Parenting styles that contribute to the development of obsessive-compulsive personality personality

Obsessive–compulsive personality has been recognized for a long time as a “classic” neurotic-level organization.

In DSM-5 the essential feature of obsessive-compulsive personality disorder is a preoccupation with orderliness, perfectionism, and mental and interpersonal control, at the expense of flexibility, openness, and efficiency. This pattern begins by early adulthood and is present in a variety of contexts.

But what underlies the development of these characterological traits?

Summarizing the key aspects outlined by prominent  theorists and clinical psychotherapists, Nancy McWilliams  in her book “Psychoanalytic Diagnosis Understanding Personality Structure in the Clinical Process” , describes how parenting styles influence the development of obsessive-compulsive personality.

One route by which individuals emerge with obsessive and compulsive psychologies involves parental figures who set high standards of behavior and expect early conformity to them. Such caregivers tend to be strict and consistent in rewarding good behavior and punishing malfeasance.

When they are basically loving, they produce emotionally advantaged children whose defenses lead them in directions that vindicate their parents’ scrupulous devotion.

When caregivers are unreasonably exacting, or prematurely demanding, or condemnatory not only of unacceptable behavior but also of accompanying feelings, thoughts, and fantasies, their children’s obsessive and compulsive adaptations can be more problematic.

From an object relations perspective, what is notable about obsessive and compulsive people is the centrality of issues of control in their families of origin. Whereas Freud depicted the anal phase as engendering a prototypical battle of wills, people with an object relations perspective emphasize that the parent who was unduly controlling about toilet training was probably equally controlling about oral- and oedipal-phase issues (and subsequent ones, for that matter).
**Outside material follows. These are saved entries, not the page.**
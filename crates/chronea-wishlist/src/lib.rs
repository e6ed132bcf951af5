//! Persisted, deduplicated wishlist of liked products.
//!
//! [`WishlistStore`] owns the list under one storage key and reports every
//! mutation to the observers registered on it. Callers scrape product data
//! through a [`SnapshotSource`] and do all rendering themselves.

mod error;
mod store;

pub use error::WishlistError;
pub use store::{ChangeKind, SubscriptionId, WishlistEvent, WishlistStore};

use chronea_types::ProductSnapshot;
use serde::{Deserialize, Serialize};

/// Something that can produce a snapshot of the product currently on view.
pub trait SnapshotSource {
    fn snapshot(&self) -> Option<ProductSnapshot>;
}

impl SnapshotSource for ProductSnapshot {
    fn snapshot(&self) -> Option<ProductSnapshot> {
        Some(self.clone())
    }
}

/// Ordered liked products; names are unique and insertion order is kept.
#[derive(Debug, Clone, Default, PartialEq, Eq, Serialize, Deserialize)]
#[serde(transparent)]
pub struct Wishlist {
    items: Vec<ProductSnapshot>,
}

impl Wishlist {
    pub fn len(&self) -> usize {
        self.items.len()
    }

    pub fn is_empty(&self) -> bool {
        self.items.is_empty()
    }

    pub fn iter(&self) -> std::slice::Iter<'_, ProductSnapshot> {
        self.items.iter()
    }

    pub fn contains(&self, name: &str) -> bool {
        self.items.iter().any(|item| item.name == name)
    }

    pub fn get(&self, name: &str) -> Option<&ProductSnapshot> {
        self.items.iter().find(|item| item.name == name)
    }

    pub fn names(&self) -> Vec<&str> {
        self.items.iter().map(|item| item.name.as_str()).collect()
    }

    fn push(&mut self, product: ProductSnapshot) {
        self.items.push(product);
    }

    fn take(&mut self, name: &str) -> Option<ProductSnapshot> {
        let index = self.items.iter().position(|item| item.name == name)?;
        Some(self.items.remove(index))
    }

    /// Keeps the first entry for each name. Returns how many were dropped.
    fn dedup_names(&mut self) -> usize {
        let before = self.items.len();
        let mut seen = std::collections::HashSet::new();
        self.items.retain(|item| seen.insert(item.name.clone()));
        before - self.items.len()
    }
}

impl<'a> IntoIterator for &'a Wishlist {
    type Item = &'a ProductSnapshot;
    type IntoIter = std::slice::Iter<'a, ProductSnapshot>;

    fn into_iter(self) -> Self::IntoIter {
        self.items.iter()
    }
}

impl IntoIterator for Wishlist {
    type Item = ProductSnapshot;
    type IntoIter = std::vec::IntoIter<ProductSnapshot>;

    fn into_iter(self) -> Self::IntoIter {
        self.items.into_iter()
    }
}
//! Key/value persistence medium shared by the site state.
//!
//! The browser build plugs `localStorage` in behind [`KeyValueStore`];
//! everything else (tests, tooling) uses [`InMemoryStore`].

pub mod prefs;

use std::cell::RefCell;
use std::collections::HashMap;
use std::rc::Rc;
use thiserror::Error;
use tracing::debug;

#[derive(Debug, Clone, Error, PartialEq, Eq)]
pub enum StorageError {
    #[error("storage is unavailable: {0}")]
    Unavailable(String),
    #[error("quota exceeded writing {len} bytes to '{key}'")]
    QuotaExceeded { key: String, len: usize },
    #[error("storage backend error: {0}")]
    Backend(String),
}

pub type Result<T> = std::result::Result<T, StorageError>;

/// A string-keyed, string-valued store. Single-threaded; callers issue one
/// operation at a time.
pub trait KeyValueStore {
    fn get(&self, key: &str) -> Result<Option<String>>;
    fn set(&self, key: &str, value: &str) -> Result<()>;
    fn remove(&self, key: &str) -> Result<()>;
}

impl<S: KeyValueStore + ?Sized> KeyValueStore for &S {
    fn get(&self, key: &str) -> Result<Option<String>> {
        (**self).get(key)
    }

    fn set(&self, key: &str, value: &str) -> Result<()> {
        (**self).set(key, value)
    }

    fn remove(&self, key: &str) -> Result<()> {
        (**self).remove(key)
    }
}

impl<S: KeyValueStore + ?Sized> KeyValueStore for Rc<S> {
    fn get(&self, key: &str) -> Result<Option<String>> {
        (**self).get(key)
    }

    fn set(&self, key: &str, value: &str) -> Result<()> {
        (**self).set(key, value)
    }

    fn remove(&self, key: &str) -> Result<()> {
        (**self).remove(key)
    }
}

/// Map-backed store. With a quota it rejects writes the way a browser does
/// once its storage budget is spent.
#[derive(Debug, Default)]
pub struct InMemoryStore {
    entries: RefCell<HashMap<String, String>>,
    quota_bytes: Option<usize>,
}

impl InMemoryStore {
    pub fn new() -> Self {
        Self::default()
    }

    pub fn with_quota(quota_bytes: usize) -> Self {
        Self {
            entries: RefCell::default(),
            quota_bytes: Some(quota_bytes),
        }
    }

    /// Bytes currently held, counting keys and values.
    pub fn used_bytes(&self) -> usize {
        self.entries
            .borrow()
            .iter()
            .map(|(k, v)| k.len() + v.len())
            .sum()
    }

    pub fn len(&self) -> usize {
        self.entries.borrow().len()
    }

    pub fn is_empty(&self) -> bool {
        self.entries.borrow().is_empty()
    }
}

impl KeyValueStore for InMemoryStore {
    fn get(&self, key: &str) -> Result<Option<String>> {
        Ok(self.entries.borrow().get(key).cloned())
    }

    fn set(&self, key: &str, value: &str) -> Result<()> {
        if let Some(quota) = self.quota_bytes {
            let replaced = self
                .entries
                .borrow()
                .get(key)
                .map(|old| key.len() + old.len())
                .unwrap_or(0);
            let projected = self.used_bytes() - replaced + key.len() + value.len();
            if projected > quota {
                debug!("rejecting write to '{}': {} > {} bytes", key, projected, quota);
                return Err(StorageError::QuotaExceeded {
                    key: key.to_owned(),
                    len: value.len(),
                });
            }
        }
        self.entries
            .borrow_mut()
            .insert(key.to_owned(), value.to_owned());
        Ok(())
    }

    fn remove(&self, key: &str) -> Result<()> {
        self.entries.borrow_mut().remove(key);
        Ok(())
    }
}

#[cfg(test)]
mod tests {
    use super::*;

    #[test]
    fn set_get_remove() -> anyhow::Result<()> {
        let store = InMemoryStore::new();
        assert_eq!(store.get("k")?, None);

        store.set("k", "v1")?;
        store.set("k", "v2")?;
        assert_eq!(store.get("k")?.as_deref(), Some("v2"));
        assert_eq!(store.len(), 1);

        store.remove("k")?;
        assert!(store.is_empty());
        // removing twice is fine
        store.remove("k")?;
        Ok(())
    }

    #[test]
    fn quota_rejects_oversized_write_and_keeps_old_value() -> anyhow::Result<()> {
        let store = InMemoryStore::with_quota(8);
        store.set("k", "12345")?;

        let err = store.set("k", "123456789").unwrap_err();
        assert_eq!(
            err,
            StorageError::QuotaExceeded {
                key: "k".to_owned(),
                len: 9
            }
        );
        assert_eq!(store.get("k")?.as_deref(), Some("12345"));

        // the replaced value does not count against the new one
        store.set("k", "1234567")?;
        assert_eq!(store.used_bytes(), 8);
        Ok(())
    }

    #[test]
    fn shared_handles_see_the_same_entries() -> anyhow::Result<()> {
        let store = Rc::new(InMemoryStore::new());
        let a = Rc::clone(&store);
        let b = &*store;

        a.set("theme", "light")?;
        assert_eq!(b.get("theme")?.as_deref(), Some("light"));
        Ok(())
    }
}
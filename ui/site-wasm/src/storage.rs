//! `localStorage` behind the shared `KeyValueStore` seam.

use chronea_storage::{KeyValueStore, Result, StorageError};
use wasm_bindgen::{JsCast, JsValue};

/// Handle over the page's `localStorage`. The storage object is looked up on
/// every call, so a store that becomes unavailable mid-session reports that
/// instead of panicking.
#[derive(Debug, Default, Clone, Copy)]
pub struct BrowserStorage;

impl BrowserStorage {
    fn local() -> Result<web_sys::Storage> {
        let window =
            web_sys::window().ok_or_else(|| StorageError::Unavailable("no window".to_owned()))?;
        window
            .local_storage()
            .map_err(|e| StorageError::Unavailable(describe(&e)))?
            .ok_or_else(|| StorageError::Unavailable("localStorage is disabled".to_owned()))
    }
}

impl KeyValueStore for BrowserStorage {
    fn get(&self, key: &str) -> Result<Option<String>> {
        Self::local()?
            .get_item(key)
            .map_err(|e| StorageError::Backend(describe(&e)))
    }

    fn set(&self, key: &str, value: &str) -> Result<()> {
        Self::local()?
            .set_item(key, value)
            .map_err(|e| classify_write_error(key, value, &e))
    }

    fn remove(&self, key: &str) -> Result<()> {
        Self::local()?
            .remove_item(key)
            .map_err(|e| StorageError::Backend(describe(&e)))
    }
}

fn classify_write_error(key: &str, value: &str, err: &JsValue) -> StorageError {
    match err.dyn_ref::<web_sys::DomException>() {
        Some(ex) if ex.name() == "QuotaExceededError" => StorageError::QuotaExceeded {
            key: key.to_owned(),
            len: value.len(),
        },
        _ => StorageError::Backend(describe(err)),
    }
}

fn describe(err: &JsValue) -> String {
    match err.dyn_ref::<web_sys::DomException>() {
        Some(ex) => format!("{}: {}", ex.name(), ex.message()),
        None => format!("{:?}", err),
    }
}
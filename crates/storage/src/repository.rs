use std::collections::HashMap;
use std::sync::{Arc, Mutex};

use stepwise_core::model::{GuideId, ProgressMap};
use thiserror::Error;

use crate::mapping::{decode_progress, encode_progress, progress_key};

/// Errors surfaced by storage adapters.
#[derive(Debug, Error)]
#[non_exhaustive]
pub enum StorageError {
    #[error("io error: {0}")]
    Io(String),

    #[error("serialization error: {0}")]
    Serialization(String),

    #[error("storage lock poisoned: {0}")]
    Poisoned(String),
}

impl From<std::io::Error> for StorageError {
    fn from(err: std::io::Error) -> Self {
        StorageError::Io(err.to_string())
    }
}

/// Local string-to-string store, the contract browsers expose as local storage.
pub trait KeyValueStore: Send + Sync {
    /// Fetch the value stored under `key`.
    ///
    /// # Errors
    ///
    /// Returns `StorageError` if the backend cannot be read.
    fn get(&self, key: &str) -> Result<Option<String>, StorageError>;

    /// Store `value` under `key`, replacing any previous value.
    ///
    /// # Errors
    ///
    /// Returns `StorageError` if the value cannot be written.
    fn set(&self, key: &str, value: &str) -> Result<(), StorageError>;

    /// Delete `key`. Removing a missing key is not an error.
    ///
    /// # Errors
    ///
    /// Returns `StorageError` if the backend cannot be updated.
    fn remove(&self, key: &str) -> Result<(), StorageError>;
}

/// Simple in-memory store for testing and ephemeral sessions.
///
/// Clones share the same underlying map.
#[derive(Clone, Default)]
pub struct InMemoryStore {
    entries: Arc<Mutex<HashMap<String, String>>>,
}

impl InMemoryStore {
    #[must_use]
    pub fn new() -> Self {
        Self::default()
    }

    /// Number of keys currently held.
    ///
    /// # Errors
    ///
    /// Returns `StorageError::Poisoned` if the lock is poisoned.
    pub fn len(&self) -> Result<usize, StorageError> {
        let guard = self
            .entries
            .lock()
            .map_err(|e| StorageError::Poisoned(e.to_string()))?;
        Ok(guard.len())
    }
}

impl KeyValueStore for InMemoryStore {
    fn get(&self, key: &str) -> Result<Option<String>, StorageError> {
        let guard = self
            .entries
            .lock()
            .map_err(|e| StorageError::Poisoned(e.to_string()))?;
        Ok(guard.get(key).cloned())
    }

    fn set(&self, key: &str, value: &str) -> Result<(), StorageError> {
        let mut guard = self
            .entries
            .lock()
            .map_err(|e| StorageError::Poisoned(e.to_string()))?;
        guard.insert(key.to_owned(), value.to_owned());
        Ok(())
    }

    fn remove(&self, key: &str) -> Result<(), StorageError> {
        let mut guard = self
            .entries
            .lock()
            .map_err(|e| StorageError::Poisoned(e.to_string()))?;
        guard.remove(key);
        Ok(())
    }
}

/// Progress persistence on top of any `KeyValueStore`.
///
/// Owns the key scheme and the JSON encoding so callers only deal in
/// `GuideId` and `ProgressMap`.
#[derive(Clone)]
pub struct ProgressRepository {
    store: Arc<dyn KeyValueStore>,
}

impl ProgressRepository {
    #[must_use]
    pub fn new(store: Arc<dyn KeyValueStore>) -> Self {
        Self { store }
    }

    #[must_use]
    pub fn in_memory() -> Self {
        Self::new(Arc::new(InMemoryStore::new()))
    }

    /// Load saved progress for a guide. `Ok(None)` means nothing was saved.
    ///
    /// # Errors
    ///
    /// Returns `StorageError::Serialization` if the stored value is malformed,
    /// or any backend error from the read.
    pub fn load(&self, guide_id: &GuideId) -> Result<Option<ProgressMap>, StorageError> {
        self.store
            .get(&progress_key(guide_id))?
            .map(|raw| decode_progress(&raw))
            .transpose()
    }

    /// Overwrite saved progress for a guide.
    ///
    /// # Errors
    ///
    /// Returns `StorageError` if encoding or the write fails.
    pub fn save(&self, guide_id: &GuideId, progress: &ProgressMap) -> Result<(), StorageError> {
        let encoded = encode_progress(progress)?;
        self.store.set(&progress_key(guide_id), &encoded)
    }

    /// Remove the saved entry for a guide entirely.
    ///
    /// # Errors
    ///
    /// Returns `StorageError` if the backend cannot be updated.
    pub fn clear(&self, guide_id: &GuideId) -> Result<(), StorageError> {
        self.store.remove(&progress_key(guide_id))
    }
}
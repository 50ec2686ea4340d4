#![forbid(unsafe_code)]

pub mod model;

pub use model::{
    Guide, GuideDraft, GuideError, GuideId, GuideKind, ImageRef, ImageRefError, Material,
    MaterialDraft, ParseIdError, ProgressMap, QuantityDraft, Step, StepDraft,
};
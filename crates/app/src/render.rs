use std::fmt::Write as _;

use services::{ProgressStats, StepProgressStore, StepView};
use stepwise_core::model::GuideKind;

/// Header block: title, progress line and totals.
pub fn summary(store: &StepProgressStore) -> String {
    let guide = store.guide();
    let stats = store.stats();
    let mut out = String::new();

    let kind = match guide.kind() {
        GuideKind::Recipe => "recipe",
        GuideKind::Diy => "diy",
    };
    let _ = writeln!(
        out,
        "{} ({kind})",
        guide.title().unwrap_or(guide.id().as_str())
    );
    let _ = writeln!(out, "{}", progress_line(&stats));
    if stats.has_time() {
        let _ = writeln!(
            out,
            "Total time: {} min",
            minutes_label(stats.total_time_minutes)
        );
    }
    if stats.has_cost() {
        let _ = writeln!(out, "Total cost: {}", stats.format_cost());
    }
    if stats.is_complete() {
        let _ = writeln!(out, "All steps complete!");
    }
    out
}

pub fn progress_line(stats: &ProgressStats) -> String {
    format!(
        "Progress: {} / {} steps ({}%)",
        stats.completed_count,
        stats.total_steps,
        stats.rounded_percentage()
    )
}

/// One line per step with its check mark.
pub fn checklist(store: &StepProgressStore) -> String {
    let mut out = String::new();
    for (index, step) in store.guide().steps().iter().enumerate() {
        let mark = if store.is_checked(index) { 'x' } else { ' ' };
        let _ = write!(out, "[{mark}] {}. {}", index + 1, step.instruction());
        if let Some(minutes) = step.duration_minutes().filter(|m| *m > 0.0) {
            let _ = write!(out, " ({} min)", minutes_label(minutes));
        }
        out.push('\n');
    }
    out
}

/// Whole minutes print without decimals, fractions with at most two.
fn minutes_label(minutes: f64) -> String {
    if minutes.fract() == 0.0 {
        format!("{minutes:.0}")
    } else {
        let fixed = format!("{minutes:.2}");
        fixed.trim_end_matches('0').to_owned()
    }
}

/// Full detail of the focused step.
pub fn step_detail(view: &StepView<'_>, total: usize) -> String {
    let step = view.step;
    let mut out = String::new();
    let mark = if view.checked { "done" } else { "todo" };

    let _ = write!(out, "Step {} of {total} [{mark}]", view.number);
    if let Some(minutes) = step.duration_minutes().filter(|m| *m > 0.0) {
        let _ = write!(out, " - {} min", minutes_label(minutes));
    }
    let _ = writeln!(out);
    let _ = writeln!(out, "{}", step.instruction());

    if let Some(image) = step.image() {
        let _ = writeln!(out, "Image: {image}");
    }
    if !step.materials().is_empty() {
        let _ = writeln!(out, "Materials needed for this step:");
        for material in step.materials() {
            out.push_str("  -");
            match (material.name(), material.amount_label()) {
                ("", Some(amount)) => {
                    let _ = write!(out, " {amount}");
                }
                ("", None) => out.push_str(" (unnamed)"),
                (name, Some(amount)) => {
                    let _ = write!(out, " {name} ({amount})");
                }
                (name, None) => {
                    let _ = write!(out, " {name}");
                }
            }
            if let Some(cost) = material.estimated_cost().filter(|c| *c > 0.0) {
                let _ = write!(out, " {cost:.2}");
            }
            out.push('\n');
        }
    }
    if let Some(tip) = step.tip() {
        let _ = writeln!(out, "Tip: {tip}");
    }
    out
}

#[cfg(test)]
mod tests {
    use super::*;
    use services::NeverConfirm;
    use stepwise_core::model::{GuideDraft, MaterialDraft, QuantityDraft, StepDraft};
    use storage::ProgressRepository;

    fn store() -> StepProgressStore {
        let guide = GuideDraft::new("g")
            .with_title("Birdhouse")
            .with_step(
                StepDraft::instruction("Cut panels")
                    .with_time(5.0)
                    .with_material(
                        MaterialDraft::new("Plywood")
                            .with_quantity(QuantityDraft::Number(2.0), Some("m"))
                            .with_cost(7.5),
                    )
                    .with_tip("Measure twice"),
            )
            .with_step(StepDraft::instruction("Paint"))
            .validate()
            .unwrap();
        StepProgressStore::new(guide, ProgressRepository::in_memory(), NeverConfirm)
    }

    #[test]
    fn summary_shows_totals() {
        let mut store = store();
        store.toggle_step(0);
        let text = summary(&store);
        assert!(text.starts_with("Birdhouse (diy)\n"));
        assert!(text.contains("Progress: 1 / 2 steps (50%)"));
        assert!(text.contains("Total time: 5 min"));
        assert!(text.contains("Total cost: 7.50"));
        assert!(!text.contains("All steps complete"));
    }

    #[test]
    fn checklist_marks_done_steps() {
        let mut store = store();
        store.toggle_step(1);
        assert_eq!(checklist(&store), "[ ] 1. Cut panels (5 min)\n[x] 2. Paint\n");
    }

    #[test]
    fn detail_lists_materials_and_tip() {
        let store = store();
        let view = store.current_step().unwrap();
        let text = step_detail(&view, 2);
        assert!(text.starts_with("Step 1 of 2 [todo] - 5 min\n"));
        assert!(text.contains("  - Plywood (2m) 7.50\n"));
        assert!(text.contains("Tip: Measure twice\n"));
    }

    #[test]
    fn fractional_minutes_and_nameless_materials() {
        let guide = GuideDraft::new("g")
            .with_step(
                StepDraft::instruction("Boil")
                    .with_time(2.5)
                    .with_material(
                        MaterialDraft::new("  ")
                            .with_quantity(QuantityDraft::Number(3.0), Some("pcs")),
                    )
                    .with_material(MaterialDraft::new("").with_cost(1.0)),
            )
            .with_step(StepDraft::instruction("Serve").with_time(4.0))
            .validate()
            .unwrap();
        let store = StepProgressStore::new(guide, ProgressRepository::in_memory(), NeverConfirm);

        assert!(summary(&store).contains("Total time: 6.5 min"));
        let view = store.current_step().unwrap();
        let text = step_detail(&view, 2);
        assert!(text.starts_with("Step 1 of 2 [todo] - 2.5 min\n"));
        assert!(text.contains("  - 3pcs\n"));
        assert!(text.contains("  - (unnamed) 1.00\n"));
    }
}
In old-fashioned obsessive–compulsive-breeding families, control may be expressed in moralized, guilt-inducing terms. Moralization is actively modeled. Parents explain their own actions on the basis of what is right. Productive behavior is associated with virtue. Self-control and deferral of gratification are idealized.

Many contemporary families that emphasize control foster obsessive and compulsive patterns through shaming rather than guilt induction.

It is important to appreciate this change if one is working with more contemporary obsessive and compulsive psychopathologies such as eating disorders.

Another kind of family background has been associated with obsessive and compulsive personality and, as is typical in psychoanalytic observation, it is the polar opposite of the overcontrolling, moralistic ambiance. Some people feel so bereft of clear family standards, so unsupervised and casually ignored by the adults around them, that in order to push themselves to grow up they hold themselves to idealized criteria of behavior and feeling that they derive from the larger culture. These standards, since they are abstract and not modeled by people known personally to the child, tend to be harsh and unbuffered by a humane sense of proportion.

Early psychoanalysts noted with great interest the phenomenon of obsessive–compulsive character in underparented children; it challenged Freud’s model of superego formation, which postulates the presence of a strong and authoritative parent with whom the child identifies. Many analysts were finding that their patients with the harshest superegos had been the most laxlyparented. They concluded that having to model oneself after a parental image that one invents oneself, especially if one has an intense, aggressive temperament that is projected into that image, can create obsessive–compulsive dynamics.